(Task brief) Each line that contains the word "logout" counts once; give the total for the records below and nothing else.

[Data records]

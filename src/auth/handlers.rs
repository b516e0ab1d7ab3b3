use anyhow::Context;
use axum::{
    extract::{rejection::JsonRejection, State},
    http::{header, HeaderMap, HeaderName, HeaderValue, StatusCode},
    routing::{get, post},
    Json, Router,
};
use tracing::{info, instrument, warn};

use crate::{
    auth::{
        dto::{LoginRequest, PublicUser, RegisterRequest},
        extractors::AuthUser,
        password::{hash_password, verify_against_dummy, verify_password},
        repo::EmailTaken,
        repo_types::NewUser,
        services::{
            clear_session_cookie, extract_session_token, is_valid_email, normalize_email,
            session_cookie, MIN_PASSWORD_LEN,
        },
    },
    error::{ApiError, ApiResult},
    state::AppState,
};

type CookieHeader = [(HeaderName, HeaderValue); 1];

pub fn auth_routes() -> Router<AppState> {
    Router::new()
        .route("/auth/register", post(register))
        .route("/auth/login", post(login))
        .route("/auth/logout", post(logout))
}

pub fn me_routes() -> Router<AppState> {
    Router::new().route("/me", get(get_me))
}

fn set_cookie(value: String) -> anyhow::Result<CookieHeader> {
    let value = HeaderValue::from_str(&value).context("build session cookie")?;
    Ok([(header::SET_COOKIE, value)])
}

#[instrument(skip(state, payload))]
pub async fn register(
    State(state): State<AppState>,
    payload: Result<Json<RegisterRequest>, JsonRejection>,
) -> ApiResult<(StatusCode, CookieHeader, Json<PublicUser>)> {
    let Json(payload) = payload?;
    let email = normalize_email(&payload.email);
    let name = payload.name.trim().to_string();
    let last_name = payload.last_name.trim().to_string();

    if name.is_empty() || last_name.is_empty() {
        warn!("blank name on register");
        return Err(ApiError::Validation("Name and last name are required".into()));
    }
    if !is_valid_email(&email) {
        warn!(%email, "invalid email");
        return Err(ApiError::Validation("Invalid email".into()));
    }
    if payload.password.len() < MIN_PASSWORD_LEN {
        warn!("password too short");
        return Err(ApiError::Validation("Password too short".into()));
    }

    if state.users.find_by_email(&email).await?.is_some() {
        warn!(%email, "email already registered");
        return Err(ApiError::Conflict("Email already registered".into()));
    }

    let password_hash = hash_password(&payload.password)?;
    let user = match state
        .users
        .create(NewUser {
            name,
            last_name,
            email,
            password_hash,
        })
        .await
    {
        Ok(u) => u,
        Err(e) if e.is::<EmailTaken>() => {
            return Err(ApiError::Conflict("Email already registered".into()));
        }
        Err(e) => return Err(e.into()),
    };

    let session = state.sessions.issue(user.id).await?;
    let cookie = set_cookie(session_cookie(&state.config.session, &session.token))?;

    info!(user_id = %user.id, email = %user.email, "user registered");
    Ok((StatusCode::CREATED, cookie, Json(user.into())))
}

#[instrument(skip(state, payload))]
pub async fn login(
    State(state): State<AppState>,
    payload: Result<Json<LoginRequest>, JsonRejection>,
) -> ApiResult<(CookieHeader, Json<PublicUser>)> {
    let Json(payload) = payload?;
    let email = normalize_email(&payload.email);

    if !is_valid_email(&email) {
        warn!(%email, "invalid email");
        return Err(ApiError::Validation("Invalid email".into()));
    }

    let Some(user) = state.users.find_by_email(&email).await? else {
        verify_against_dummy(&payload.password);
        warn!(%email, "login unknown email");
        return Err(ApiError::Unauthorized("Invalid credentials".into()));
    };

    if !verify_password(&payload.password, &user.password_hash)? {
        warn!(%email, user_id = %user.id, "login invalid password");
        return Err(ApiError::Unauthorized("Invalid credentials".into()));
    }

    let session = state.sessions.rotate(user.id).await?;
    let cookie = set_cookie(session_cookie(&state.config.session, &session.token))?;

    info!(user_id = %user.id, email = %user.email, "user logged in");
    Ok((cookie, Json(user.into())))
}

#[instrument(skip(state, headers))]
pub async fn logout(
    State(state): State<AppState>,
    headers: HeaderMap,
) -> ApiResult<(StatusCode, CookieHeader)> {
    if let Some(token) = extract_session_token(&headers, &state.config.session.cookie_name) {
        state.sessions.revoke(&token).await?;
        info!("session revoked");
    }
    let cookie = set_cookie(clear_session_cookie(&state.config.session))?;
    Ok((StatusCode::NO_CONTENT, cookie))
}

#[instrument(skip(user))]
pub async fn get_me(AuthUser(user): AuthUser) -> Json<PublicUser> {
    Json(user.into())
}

* * *

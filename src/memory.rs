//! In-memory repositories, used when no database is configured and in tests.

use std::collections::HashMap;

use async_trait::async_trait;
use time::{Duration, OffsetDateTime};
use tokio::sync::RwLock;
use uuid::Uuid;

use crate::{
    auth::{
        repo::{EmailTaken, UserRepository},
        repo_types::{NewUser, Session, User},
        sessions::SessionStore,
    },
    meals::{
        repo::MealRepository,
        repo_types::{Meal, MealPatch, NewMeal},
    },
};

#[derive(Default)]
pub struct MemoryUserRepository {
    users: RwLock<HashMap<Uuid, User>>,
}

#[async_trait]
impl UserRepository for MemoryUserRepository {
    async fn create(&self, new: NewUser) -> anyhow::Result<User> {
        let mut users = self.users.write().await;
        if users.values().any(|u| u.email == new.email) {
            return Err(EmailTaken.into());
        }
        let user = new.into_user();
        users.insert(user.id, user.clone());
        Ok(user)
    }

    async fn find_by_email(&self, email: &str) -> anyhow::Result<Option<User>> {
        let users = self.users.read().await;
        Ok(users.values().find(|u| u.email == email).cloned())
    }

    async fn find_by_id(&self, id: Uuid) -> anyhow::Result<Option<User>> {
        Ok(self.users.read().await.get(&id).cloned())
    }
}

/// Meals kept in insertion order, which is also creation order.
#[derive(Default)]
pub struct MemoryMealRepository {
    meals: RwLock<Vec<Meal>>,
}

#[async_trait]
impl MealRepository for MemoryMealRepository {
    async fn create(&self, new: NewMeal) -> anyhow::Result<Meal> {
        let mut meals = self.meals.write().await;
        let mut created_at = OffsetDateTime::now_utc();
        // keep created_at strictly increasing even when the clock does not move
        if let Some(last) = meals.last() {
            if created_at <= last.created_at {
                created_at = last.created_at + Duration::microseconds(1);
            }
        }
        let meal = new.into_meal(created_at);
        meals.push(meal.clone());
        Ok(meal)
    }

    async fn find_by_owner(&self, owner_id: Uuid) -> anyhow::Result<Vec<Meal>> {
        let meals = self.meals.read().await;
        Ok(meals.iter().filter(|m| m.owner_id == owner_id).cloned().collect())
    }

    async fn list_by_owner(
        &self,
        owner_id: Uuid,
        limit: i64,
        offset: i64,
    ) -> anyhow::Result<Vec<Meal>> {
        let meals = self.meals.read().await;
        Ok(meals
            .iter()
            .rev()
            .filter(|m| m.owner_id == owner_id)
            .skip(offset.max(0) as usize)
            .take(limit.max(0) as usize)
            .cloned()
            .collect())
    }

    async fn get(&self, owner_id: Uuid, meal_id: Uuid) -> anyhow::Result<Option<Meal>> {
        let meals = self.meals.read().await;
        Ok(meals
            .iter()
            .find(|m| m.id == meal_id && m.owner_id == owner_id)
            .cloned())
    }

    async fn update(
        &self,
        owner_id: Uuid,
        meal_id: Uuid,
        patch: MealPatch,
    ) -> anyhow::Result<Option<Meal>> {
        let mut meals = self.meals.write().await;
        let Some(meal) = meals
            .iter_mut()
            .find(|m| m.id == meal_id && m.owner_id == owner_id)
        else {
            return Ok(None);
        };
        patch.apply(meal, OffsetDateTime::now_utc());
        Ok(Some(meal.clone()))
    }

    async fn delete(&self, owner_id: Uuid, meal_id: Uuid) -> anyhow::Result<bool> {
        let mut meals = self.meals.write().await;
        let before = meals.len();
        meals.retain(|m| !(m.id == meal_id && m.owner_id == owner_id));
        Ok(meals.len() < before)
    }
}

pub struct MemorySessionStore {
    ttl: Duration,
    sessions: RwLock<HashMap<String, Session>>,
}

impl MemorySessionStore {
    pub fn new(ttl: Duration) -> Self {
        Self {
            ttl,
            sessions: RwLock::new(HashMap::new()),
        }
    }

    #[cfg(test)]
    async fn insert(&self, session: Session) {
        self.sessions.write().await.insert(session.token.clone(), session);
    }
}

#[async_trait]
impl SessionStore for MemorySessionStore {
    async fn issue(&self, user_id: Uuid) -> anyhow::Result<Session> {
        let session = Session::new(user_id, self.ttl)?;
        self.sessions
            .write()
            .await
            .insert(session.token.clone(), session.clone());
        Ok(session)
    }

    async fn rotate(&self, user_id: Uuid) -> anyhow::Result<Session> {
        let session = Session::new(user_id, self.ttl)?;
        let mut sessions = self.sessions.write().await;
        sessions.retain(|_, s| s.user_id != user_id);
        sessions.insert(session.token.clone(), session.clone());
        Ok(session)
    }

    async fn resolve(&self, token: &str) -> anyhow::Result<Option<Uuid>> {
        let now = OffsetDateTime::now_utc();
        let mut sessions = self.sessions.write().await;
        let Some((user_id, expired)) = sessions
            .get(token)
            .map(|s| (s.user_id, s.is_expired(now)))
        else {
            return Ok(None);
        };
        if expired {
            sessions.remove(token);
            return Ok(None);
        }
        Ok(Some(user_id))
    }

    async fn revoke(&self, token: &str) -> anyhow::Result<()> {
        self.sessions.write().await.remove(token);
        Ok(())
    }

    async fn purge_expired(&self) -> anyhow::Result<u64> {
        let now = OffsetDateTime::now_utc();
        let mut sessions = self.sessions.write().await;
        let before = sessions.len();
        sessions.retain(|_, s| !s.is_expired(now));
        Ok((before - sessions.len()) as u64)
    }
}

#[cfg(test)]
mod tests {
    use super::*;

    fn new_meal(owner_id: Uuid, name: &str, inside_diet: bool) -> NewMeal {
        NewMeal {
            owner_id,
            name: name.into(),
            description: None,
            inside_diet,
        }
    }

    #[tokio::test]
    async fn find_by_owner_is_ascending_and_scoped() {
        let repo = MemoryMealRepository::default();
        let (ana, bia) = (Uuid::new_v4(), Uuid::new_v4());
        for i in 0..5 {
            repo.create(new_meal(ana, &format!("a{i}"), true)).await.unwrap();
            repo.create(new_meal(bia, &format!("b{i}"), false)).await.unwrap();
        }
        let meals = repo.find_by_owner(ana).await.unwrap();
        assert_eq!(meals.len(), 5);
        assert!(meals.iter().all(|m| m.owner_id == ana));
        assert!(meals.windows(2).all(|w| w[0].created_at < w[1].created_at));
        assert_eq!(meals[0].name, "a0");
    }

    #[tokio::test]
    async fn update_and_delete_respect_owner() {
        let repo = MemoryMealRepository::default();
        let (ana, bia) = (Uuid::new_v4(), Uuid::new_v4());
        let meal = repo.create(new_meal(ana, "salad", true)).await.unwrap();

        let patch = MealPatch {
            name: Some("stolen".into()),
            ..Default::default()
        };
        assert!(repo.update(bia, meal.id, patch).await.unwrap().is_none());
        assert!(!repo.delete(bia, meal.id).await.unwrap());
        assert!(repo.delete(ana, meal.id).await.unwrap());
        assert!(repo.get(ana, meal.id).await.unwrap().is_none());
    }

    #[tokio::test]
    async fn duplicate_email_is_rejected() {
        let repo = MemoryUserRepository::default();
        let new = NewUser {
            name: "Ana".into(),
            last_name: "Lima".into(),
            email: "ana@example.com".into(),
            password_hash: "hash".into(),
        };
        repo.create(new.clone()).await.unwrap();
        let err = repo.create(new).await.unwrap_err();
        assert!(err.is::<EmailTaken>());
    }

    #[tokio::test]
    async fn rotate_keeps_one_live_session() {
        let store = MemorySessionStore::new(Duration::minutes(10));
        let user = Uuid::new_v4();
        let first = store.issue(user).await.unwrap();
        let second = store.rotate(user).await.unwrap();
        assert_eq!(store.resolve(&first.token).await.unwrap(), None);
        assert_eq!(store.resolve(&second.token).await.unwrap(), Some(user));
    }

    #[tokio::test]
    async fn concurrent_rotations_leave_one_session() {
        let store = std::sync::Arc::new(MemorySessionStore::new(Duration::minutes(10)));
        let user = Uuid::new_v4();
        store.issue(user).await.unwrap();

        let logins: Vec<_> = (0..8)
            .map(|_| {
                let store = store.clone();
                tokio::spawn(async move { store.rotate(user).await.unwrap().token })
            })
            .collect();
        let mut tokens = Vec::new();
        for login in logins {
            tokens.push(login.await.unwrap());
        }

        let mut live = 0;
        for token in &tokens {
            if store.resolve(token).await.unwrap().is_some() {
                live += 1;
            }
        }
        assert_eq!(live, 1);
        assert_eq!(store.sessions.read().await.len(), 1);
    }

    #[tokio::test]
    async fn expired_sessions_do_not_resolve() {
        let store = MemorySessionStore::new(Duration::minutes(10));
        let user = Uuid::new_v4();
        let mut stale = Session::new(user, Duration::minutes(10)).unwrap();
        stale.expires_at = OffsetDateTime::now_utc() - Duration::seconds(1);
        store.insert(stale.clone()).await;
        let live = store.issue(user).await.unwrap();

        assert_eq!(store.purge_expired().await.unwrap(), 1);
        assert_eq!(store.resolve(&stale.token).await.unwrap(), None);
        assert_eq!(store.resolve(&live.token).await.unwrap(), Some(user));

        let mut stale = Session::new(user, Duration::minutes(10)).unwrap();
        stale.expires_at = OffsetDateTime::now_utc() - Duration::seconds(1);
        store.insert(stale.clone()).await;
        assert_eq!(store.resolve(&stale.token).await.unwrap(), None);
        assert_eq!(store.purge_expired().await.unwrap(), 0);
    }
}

(Task solution) 2